Running the Server¶

For best performance the TensorRT Inference Server should be run on a system that contains Docker, nvidia-docker, CUDA and one or more supported GPUs, as explained in Running The Inference Server. The inference server can also be run on non-CUDA, non-GPU systems as described in Running The Inference Server On A System Without A GPU.

Example Model Repository¶

Before running the TensorRT Inference Server, you must first set up a model repository containing the models that the server will make available for inferencing.

An example model repository containing a Caffe2 ResNet50, a TensorFlow Inception model, and a simple TensorFlow GraphDef model (used by the simple_client example) are provided in the docs/examples/model_repository directory. Before using the example model repository you must fetch any missing model definition files from their public model zoos:

$ cd docs/examples
$ ./fetch_models.sh

Running The Inference Server¶

Before running the inference server, you must first set up a model repository containing the models that the server will make available for inferencing. Section Model Repository describes how to create your own model repository. You can also use Example Model Repository to set up an example model repository.

Assuming the sample model repository is available in /path/to/model/repository, the following command runs the container you pulled from NGC or built locally:

$ nvidia-docker run --rm --shm-size=1g --ulimit memlock=-1 --ulimit stack=67108864 -p8000:8000 -p8001:8001 -p8002:8002 -v/path/to/model/repository:/models <tensorrtserver image name> trtserver --model-store=/models

Where <tensorrtserver image name> will be something like nvcr.io/nvidia/tensorrtserver:19.04-py3 if you pulled the container from the NGC registry, or tensorrtserver if you built it from source.

The nvidia-docker -v option maps /path/to/model/repository on the host into the container at /models, and the --model-store option to the server is used to point to /models as the model repository.

The -p flags expose the container ports where the inference server listens for HTTP requests (port 8000), listens for GRPC requests (port 8001), and reports Prometheus metrics (port 8002).

The --shm-size and --ulimit flags are recommended to improve the server’s performance. For --shm-size the minimum recommended size is 1g but larger sizes may be necessary depending on the number and size of models being served.

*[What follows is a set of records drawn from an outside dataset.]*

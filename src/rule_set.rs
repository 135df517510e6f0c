//! Serializable rule tables.
//!
//! A [RuleSet] is the raw material an [Inflector](crate::Inflector) is built
//! from. Every collection is optional, so a TOML file only needs the parts it
//! cares about:
//!
//! ```
//! use noun_inflector::RuleSet;
//!
//! let rules = RuleSet::from_toml_str(
//!     r#"
//!     plurals = [['$', 's']]
//!     uncountable = ['fish']
//!     "#,
//! )
//! .unwrap();
//! assert_eq!(rules.plurals.len(), 1);
//! assert!(rules.singular.is_empty());
//! ```
use crate::error::Error;
use once_cell::sync::Lazy;
use serde::{Deserialize, Serialize};

static ENGLISH_TOML: &str = include_str!("../rules/english.toml");

static ENGLISH: Lazy<RuleSet> = Lazy::new(|| {
    RuleSet::from_toml_str(ENGLISH_TOML).expect("Could not parse the embedded English rule set")
});

/// Plural rules, singular rules, irregular pairs, and uncountable words.
///
/// Rules are `(pattern, replacement)` pairs. Later rules take precedence over
/// earlier ones when more than one matches a word.
#[derive(Clone, Debug, Default, Deserialize, PartialEq, Serialize)]
#[serde(default)]
pub struct RuleSet {
    pub plurals: Vec<(String, String)>,
    pub singular: Vec<(String, String)>,
    /// `(singular, plural)` pairs.
    pub irregular_pairs: Vec<(String, String)>,
    pub uncountable: Vec<String>,
}

impl RuleSet {
    /// The standard English rule set.
    pub fn english() -> &'static RuleSet {
        &ENGLISH
    }

    pub fn from_toml_str(toml: &str) -> Result<Self, Error> {
        Ok(toml::from_str(toml)?)
    }
}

For more information on the Prometheus metrics provided by the inference server see Metrics.

Running The Inference Server On A System Without A GPU¶

On a system without GPUs, the inference server should be run using docker instead of nvidia-docker, but is otherwise identical to what is described in Running The Inference Server:

$ docker run --rm --shm-size=1g --ulimit memlock=-1 --ulimit stack=67108864 -p8000:8000 -p8001:8001 -p8002:8002 -v/path/to/model/repository:/models <tensorrtserver image name> trtserver --model-store=/models

Because a GPU is not available, the inference server will be unable to load any model configuration that requires a GPU or that specified a GPU instance by an instance-group configuration.

Checking Inference Server Status¶

The simplest way to verify that the inference server is running correctly is to use the Status API to query the server’s status. From the host system use curl to access the HTTP endpoint to request server status. The response is protobuf text showing the status for the server and for each model being served, for example:

$ curl localhost:8000/api/status
id: "inference:0"
version: "0.6.0"
uptime_ns: 23322988571
model_status {
  key: "resnet50_netdef"
  value {
    config {
      name: "resnet50_netdef"
      platform: "caffe2_netdef"
    }
    ...
    version_status {
      key: 1
      value {
        ready_state: MODEL_READY
      }
    }
  }
}
ready_state: SERVER_READY

This status shows configuration information as well as indicating that version 1 of the resnet50_netdef model is MODEL_READY. This means that the server is ready to accept inferencing requests for version 1 of that model. A model version ready_state will show up as MODEL_UNAVAILABLE if the model failed to load for some reason.